— Your task —
Go through the data and copy each line where the word "deadline" shows up.

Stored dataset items
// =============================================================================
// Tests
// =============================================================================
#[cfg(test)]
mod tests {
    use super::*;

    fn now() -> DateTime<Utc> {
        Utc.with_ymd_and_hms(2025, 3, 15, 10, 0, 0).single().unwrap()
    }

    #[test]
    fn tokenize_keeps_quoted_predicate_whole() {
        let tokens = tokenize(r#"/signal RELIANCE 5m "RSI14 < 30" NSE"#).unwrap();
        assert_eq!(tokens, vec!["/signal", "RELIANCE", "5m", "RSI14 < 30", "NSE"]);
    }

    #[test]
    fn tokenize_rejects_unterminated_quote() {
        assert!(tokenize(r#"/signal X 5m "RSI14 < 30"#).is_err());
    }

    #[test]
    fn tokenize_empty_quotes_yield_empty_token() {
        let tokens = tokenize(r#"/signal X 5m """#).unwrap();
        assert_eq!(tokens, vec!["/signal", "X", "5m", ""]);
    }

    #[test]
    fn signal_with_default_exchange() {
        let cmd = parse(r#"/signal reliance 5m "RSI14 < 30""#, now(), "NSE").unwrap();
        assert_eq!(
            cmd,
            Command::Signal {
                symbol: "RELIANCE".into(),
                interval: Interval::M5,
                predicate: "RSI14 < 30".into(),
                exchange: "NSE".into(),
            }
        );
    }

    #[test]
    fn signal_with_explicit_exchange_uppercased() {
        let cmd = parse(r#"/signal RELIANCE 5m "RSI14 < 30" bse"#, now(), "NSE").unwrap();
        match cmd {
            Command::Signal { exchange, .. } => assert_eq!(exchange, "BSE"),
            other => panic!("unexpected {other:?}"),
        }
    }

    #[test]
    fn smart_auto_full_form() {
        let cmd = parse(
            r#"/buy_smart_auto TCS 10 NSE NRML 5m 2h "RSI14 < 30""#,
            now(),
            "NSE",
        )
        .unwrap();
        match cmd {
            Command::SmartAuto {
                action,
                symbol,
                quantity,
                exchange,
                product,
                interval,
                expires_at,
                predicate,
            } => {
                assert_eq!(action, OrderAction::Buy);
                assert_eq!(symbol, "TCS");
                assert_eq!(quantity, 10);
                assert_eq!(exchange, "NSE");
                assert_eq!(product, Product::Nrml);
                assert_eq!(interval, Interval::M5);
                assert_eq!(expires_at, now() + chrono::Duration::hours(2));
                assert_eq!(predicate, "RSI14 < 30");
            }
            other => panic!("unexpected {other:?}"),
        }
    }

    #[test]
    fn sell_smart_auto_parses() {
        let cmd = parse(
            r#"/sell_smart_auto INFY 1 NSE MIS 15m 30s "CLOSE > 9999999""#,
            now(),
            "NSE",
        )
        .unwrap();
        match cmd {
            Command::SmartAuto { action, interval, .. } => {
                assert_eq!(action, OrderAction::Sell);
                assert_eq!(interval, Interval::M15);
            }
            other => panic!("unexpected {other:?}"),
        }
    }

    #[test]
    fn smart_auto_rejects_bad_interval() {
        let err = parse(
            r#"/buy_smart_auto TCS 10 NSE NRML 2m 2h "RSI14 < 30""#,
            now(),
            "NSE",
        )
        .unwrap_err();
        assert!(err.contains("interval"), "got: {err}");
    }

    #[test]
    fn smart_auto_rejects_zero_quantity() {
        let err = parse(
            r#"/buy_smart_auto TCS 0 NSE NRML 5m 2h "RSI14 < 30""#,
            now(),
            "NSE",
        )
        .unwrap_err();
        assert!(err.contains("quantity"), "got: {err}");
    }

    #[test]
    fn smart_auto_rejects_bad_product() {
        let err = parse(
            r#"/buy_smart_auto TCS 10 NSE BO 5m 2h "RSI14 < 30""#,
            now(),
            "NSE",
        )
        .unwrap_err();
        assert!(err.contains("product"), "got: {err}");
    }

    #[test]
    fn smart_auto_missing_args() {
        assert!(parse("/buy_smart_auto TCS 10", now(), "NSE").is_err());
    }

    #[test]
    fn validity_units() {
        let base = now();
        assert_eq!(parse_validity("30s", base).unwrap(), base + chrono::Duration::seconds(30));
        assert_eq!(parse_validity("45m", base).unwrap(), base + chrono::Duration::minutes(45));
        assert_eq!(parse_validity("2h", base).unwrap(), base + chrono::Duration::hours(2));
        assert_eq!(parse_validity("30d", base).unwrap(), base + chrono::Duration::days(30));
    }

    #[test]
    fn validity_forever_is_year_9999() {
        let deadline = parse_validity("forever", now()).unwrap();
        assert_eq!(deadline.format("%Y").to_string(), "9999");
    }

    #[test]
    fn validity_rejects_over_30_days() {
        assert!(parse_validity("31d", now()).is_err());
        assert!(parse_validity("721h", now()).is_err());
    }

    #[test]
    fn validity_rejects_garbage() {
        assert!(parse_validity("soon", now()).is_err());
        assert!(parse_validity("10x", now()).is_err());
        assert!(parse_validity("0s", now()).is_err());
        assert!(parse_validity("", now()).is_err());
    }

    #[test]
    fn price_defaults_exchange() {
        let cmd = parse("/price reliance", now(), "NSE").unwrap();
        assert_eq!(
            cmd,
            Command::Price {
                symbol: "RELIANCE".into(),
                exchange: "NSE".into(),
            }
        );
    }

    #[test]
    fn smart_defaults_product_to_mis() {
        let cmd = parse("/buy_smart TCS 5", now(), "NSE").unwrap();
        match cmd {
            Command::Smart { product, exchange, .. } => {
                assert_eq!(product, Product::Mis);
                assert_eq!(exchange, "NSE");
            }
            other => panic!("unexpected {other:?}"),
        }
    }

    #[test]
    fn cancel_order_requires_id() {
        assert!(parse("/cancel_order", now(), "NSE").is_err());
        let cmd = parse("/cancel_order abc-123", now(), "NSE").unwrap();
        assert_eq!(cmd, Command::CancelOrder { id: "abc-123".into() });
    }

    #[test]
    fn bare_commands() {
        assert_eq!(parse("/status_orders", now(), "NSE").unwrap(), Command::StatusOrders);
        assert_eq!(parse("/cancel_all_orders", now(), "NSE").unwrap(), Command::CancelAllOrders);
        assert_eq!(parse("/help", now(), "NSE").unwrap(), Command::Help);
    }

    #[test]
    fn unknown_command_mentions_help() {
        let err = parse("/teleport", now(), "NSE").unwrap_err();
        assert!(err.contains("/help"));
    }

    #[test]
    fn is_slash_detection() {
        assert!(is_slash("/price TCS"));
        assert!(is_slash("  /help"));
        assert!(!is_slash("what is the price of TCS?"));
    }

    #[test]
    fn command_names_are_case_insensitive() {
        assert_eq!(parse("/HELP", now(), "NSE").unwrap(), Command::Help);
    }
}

— Task response —
        let deadline = parse_validity("forever", now()).unwrap();
        assert_eq!(deadline.format("%Y").to_string(), "9999");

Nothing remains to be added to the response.